Read through the lines below and copy the ones holding the string "Some".

[[ Supplied material, beginning ]]

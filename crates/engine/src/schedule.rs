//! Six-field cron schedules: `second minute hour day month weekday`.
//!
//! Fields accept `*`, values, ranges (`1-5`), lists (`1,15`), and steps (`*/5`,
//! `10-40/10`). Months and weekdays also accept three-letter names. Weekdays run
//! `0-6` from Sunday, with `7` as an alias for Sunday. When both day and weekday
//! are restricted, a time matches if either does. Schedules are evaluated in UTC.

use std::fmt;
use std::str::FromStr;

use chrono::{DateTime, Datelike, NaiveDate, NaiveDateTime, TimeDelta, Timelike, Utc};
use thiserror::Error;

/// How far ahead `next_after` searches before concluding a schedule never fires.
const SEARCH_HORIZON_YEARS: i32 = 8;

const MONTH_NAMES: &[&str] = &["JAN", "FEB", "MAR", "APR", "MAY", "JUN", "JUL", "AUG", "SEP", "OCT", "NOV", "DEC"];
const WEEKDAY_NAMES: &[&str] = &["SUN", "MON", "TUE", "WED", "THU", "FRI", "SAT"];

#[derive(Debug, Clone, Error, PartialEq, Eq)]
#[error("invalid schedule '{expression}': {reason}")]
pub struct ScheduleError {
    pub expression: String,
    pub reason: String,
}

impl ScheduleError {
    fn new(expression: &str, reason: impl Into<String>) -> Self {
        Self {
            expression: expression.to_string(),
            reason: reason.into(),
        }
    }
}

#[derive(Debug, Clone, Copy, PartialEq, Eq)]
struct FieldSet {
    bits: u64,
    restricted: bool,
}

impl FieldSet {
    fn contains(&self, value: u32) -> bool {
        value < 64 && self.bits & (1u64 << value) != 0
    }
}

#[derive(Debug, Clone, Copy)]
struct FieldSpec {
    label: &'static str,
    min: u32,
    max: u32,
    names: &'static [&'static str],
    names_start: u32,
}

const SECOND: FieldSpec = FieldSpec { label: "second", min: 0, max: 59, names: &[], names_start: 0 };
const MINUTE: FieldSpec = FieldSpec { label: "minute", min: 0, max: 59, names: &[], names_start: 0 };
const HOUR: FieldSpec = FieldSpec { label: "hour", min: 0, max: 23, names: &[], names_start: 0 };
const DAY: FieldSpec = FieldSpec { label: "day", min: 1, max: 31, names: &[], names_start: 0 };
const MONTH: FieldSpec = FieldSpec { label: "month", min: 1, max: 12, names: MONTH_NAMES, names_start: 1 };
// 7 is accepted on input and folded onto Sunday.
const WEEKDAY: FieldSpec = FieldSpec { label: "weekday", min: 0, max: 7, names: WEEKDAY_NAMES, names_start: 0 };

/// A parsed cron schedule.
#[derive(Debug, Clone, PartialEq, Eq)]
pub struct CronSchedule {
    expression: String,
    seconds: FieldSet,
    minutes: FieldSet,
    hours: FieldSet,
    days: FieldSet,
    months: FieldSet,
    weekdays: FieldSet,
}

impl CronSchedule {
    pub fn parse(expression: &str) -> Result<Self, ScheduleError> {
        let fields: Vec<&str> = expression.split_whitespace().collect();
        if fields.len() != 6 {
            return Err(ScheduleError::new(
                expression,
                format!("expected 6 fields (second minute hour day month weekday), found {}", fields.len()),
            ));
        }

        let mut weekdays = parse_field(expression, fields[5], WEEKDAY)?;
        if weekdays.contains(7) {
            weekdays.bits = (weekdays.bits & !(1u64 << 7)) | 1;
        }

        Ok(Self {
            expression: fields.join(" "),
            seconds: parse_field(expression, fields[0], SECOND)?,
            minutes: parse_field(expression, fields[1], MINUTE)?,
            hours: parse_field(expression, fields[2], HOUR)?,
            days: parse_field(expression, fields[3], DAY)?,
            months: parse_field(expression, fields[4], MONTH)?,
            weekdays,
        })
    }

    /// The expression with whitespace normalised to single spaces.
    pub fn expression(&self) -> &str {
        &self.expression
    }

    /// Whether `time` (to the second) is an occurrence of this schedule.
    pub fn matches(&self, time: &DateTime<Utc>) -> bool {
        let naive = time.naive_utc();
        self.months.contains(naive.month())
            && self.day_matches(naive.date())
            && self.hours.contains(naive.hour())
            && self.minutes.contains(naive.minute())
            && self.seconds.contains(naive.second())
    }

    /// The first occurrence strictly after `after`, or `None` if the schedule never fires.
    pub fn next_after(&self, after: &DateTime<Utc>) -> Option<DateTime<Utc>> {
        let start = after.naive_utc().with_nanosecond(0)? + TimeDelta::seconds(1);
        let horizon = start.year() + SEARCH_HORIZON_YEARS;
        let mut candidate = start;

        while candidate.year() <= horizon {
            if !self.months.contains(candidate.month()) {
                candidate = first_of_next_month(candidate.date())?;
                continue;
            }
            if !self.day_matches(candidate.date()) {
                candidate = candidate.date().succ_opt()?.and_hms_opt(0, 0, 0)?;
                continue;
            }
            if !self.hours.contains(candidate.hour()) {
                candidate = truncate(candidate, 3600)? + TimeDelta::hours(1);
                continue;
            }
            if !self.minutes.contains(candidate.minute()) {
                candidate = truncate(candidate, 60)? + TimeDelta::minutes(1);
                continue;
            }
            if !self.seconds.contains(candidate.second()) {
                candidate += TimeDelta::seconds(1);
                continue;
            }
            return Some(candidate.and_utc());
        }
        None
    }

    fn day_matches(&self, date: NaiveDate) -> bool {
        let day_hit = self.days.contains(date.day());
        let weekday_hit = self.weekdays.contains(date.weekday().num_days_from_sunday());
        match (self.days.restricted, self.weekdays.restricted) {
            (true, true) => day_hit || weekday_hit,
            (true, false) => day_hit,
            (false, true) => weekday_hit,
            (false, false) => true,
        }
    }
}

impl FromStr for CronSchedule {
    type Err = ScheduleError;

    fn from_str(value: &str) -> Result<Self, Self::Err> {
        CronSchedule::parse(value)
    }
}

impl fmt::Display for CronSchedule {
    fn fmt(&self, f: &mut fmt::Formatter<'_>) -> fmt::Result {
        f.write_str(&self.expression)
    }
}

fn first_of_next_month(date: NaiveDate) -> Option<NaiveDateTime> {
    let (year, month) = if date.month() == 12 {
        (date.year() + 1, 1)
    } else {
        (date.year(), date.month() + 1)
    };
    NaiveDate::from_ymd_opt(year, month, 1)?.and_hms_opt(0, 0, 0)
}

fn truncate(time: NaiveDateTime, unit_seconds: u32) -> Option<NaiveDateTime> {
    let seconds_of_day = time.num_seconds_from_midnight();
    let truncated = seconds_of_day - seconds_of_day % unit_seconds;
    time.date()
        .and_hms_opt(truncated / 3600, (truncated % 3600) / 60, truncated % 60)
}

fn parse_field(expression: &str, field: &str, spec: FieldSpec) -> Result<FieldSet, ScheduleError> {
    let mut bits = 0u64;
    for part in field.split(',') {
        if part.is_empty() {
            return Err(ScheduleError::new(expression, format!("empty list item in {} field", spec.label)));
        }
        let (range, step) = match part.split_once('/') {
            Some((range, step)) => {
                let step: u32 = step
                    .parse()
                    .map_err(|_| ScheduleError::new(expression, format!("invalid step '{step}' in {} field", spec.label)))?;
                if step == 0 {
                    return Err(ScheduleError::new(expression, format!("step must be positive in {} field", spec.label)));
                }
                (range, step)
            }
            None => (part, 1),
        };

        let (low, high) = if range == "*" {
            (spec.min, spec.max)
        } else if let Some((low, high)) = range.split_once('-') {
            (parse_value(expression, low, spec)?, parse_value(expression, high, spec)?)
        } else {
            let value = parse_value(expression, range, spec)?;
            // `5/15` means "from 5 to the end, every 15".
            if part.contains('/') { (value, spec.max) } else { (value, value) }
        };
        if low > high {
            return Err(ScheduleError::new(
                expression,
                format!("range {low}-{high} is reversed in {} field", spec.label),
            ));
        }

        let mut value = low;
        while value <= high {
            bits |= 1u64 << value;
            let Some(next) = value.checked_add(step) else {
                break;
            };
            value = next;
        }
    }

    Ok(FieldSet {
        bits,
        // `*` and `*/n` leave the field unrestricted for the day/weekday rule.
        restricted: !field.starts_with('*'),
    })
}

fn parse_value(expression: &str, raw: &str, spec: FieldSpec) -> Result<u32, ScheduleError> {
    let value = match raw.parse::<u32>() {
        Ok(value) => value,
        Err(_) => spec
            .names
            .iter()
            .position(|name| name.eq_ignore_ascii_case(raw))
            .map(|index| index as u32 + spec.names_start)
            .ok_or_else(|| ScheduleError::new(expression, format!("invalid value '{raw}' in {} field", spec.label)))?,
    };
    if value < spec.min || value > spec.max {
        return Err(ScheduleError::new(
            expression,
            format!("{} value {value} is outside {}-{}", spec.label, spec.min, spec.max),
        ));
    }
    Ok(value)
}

[[ Supplied material, end ]]

**Output of the task:**
            return Some(candidate.and_utc());
            Some((range, step)) => {
        } else if let Some((low, high)) = range.split_once('-') {
            let Some(next) = value.checked_add(step) else {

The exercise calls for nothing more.